** Exercise **
Locate every line in the records below that holds the word "Alignment" and return each one.

Source records
════════════════════

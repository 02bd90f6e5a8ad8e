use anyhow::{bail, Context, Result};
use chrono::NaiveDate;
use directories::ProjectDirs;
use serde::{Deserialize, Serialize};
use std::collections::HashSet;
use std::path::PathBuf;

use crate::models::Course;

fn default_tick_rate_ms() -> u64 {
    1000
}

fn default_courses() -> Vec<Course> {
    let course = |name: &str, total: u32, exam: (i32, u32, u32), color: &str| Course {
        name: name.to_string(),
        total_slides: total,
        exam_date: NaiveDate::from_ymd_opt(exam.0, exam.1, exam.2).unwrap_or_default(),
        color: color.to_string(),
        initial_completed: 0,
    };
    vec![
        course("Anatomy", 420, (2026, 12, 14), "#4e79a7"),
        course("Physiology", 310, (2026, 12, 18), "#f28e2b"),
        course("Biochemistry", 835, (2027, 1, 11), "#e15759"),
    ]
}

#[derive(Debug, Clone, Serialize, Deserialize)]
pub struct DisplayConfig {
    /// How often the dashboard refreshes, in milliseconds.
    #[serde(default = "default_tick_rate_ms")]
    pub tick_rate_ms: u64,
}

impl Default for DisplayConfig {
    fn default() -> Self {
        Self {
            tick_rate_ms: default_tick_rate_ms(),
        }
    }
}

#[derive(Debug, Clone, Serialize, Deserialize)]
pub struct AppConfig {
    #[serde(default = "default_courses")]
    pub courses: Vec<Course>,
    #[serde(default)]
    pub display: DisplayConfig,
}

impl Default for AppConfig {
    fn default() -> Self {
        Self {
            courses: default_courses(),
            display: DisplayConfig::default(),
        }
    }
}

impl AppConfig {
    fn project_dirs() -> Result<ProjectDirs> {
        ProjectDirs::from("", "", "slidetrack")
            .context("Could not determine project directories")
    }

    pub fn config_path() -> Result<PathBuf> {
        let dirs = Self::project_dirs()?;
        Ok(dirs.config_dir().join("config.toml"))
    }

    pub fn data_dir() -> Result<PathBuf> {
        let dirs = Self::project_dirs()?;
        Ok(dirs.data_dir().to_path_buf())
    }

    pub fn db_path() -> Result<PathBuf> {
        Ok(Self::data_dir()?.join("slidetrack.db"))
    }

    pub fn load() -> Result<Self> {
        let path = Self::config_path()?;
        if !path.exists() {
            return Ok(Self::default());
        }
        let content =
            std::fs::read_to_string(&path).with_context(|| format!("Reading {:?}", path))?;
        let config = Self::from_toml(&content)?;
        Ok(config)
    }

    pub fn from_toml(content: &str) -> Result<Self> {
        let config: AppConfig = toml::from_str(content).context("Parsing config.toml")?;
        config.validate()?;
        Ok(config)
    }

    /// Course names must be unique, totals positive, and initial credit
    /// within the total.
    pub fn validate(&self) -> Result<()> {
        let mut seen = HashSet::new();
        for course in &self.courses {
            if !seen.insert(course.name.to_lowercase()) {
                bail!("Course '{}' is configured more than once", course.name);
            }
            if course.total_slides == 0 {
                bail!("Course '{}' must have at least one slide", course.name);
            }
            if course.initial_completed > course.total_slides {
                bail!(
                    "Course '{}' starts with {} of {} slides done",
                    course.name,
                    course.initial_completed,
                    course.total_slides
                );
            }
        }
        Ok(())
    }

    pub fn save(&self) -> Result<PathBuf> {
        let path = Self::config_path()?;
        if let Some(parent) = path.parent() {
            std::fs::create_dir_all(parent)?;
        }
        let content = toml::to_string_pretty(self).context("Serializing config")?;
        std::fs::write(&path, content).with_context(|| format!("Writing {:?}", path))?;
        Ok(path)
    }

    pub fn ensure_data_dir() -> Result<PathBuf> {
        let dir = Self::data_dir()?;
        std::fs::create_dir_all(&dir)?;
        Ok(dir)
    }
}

════════════════════

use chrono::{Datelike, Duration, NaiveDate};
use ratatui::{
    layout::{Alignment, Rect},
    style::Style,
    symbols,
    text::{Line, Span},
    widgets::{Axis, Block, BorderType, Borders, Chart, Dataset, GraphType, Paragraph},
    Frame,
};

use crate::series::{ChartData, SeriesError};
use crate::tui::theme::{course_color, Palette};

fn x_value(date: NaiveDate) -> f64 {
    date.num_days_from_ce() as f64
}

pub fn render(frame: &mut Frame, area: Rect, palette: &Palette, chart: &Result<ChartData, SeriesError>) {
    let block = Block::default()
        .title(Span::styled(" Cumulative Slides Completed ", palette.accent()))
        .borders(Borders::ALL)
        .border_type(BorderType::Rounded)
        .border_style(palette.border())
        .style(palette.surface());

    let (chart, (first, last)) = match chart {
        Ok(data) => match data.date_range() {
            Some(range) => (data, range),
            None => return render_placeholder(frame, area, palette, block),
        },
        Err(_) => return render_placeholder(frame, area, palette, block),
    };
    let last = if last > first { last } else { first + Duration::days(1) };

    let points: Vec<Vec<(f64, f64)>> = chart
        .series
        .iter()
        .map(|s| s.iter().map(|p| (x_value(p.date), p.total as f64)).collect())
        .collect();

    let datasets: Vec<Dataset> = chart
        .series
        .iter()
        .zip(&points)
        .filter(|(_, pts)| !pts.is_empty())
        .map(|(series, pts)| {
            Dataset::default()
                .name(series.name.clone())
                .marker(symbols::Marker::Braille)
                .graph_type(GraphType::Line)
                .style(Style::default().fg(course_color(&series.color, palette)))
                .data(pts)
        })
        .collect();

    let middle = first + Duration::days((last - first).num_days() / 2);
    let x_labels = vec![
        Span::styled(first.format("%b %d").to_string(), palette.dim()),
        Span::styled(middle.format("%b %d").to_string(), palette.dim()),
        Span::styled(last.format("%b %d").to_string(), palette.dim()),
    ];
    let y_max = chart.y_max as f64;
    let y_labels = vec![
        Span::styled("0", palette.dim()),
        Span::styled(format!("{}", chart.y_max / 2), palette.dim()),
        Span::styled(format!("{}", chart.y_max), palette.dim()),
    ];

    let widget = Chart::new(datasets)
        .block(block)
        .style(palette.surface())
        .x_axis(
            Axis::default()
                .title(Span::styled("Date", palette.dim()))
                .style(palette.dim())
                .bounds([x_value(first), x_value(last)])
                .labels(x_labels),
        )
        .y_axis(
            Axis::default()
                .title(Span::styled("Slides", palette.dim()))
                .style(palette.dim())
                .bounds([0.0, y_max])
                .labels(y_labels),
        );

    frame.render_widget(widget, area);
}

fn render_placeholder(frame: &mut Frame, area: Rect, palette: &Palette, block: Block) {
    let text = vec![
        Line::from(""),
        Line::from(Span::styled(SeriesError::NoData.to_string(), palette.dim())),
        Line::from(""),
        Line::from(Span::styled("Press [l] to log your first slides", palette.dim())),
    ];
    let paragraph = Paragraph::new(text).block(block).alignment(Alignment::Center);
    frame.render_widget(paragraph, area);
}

════════════════════

** Expected answer **
    layout::{Alignment, Rect},
    let paragraph = Paragraph::new(text).block(block).alignment(Alignment::Center);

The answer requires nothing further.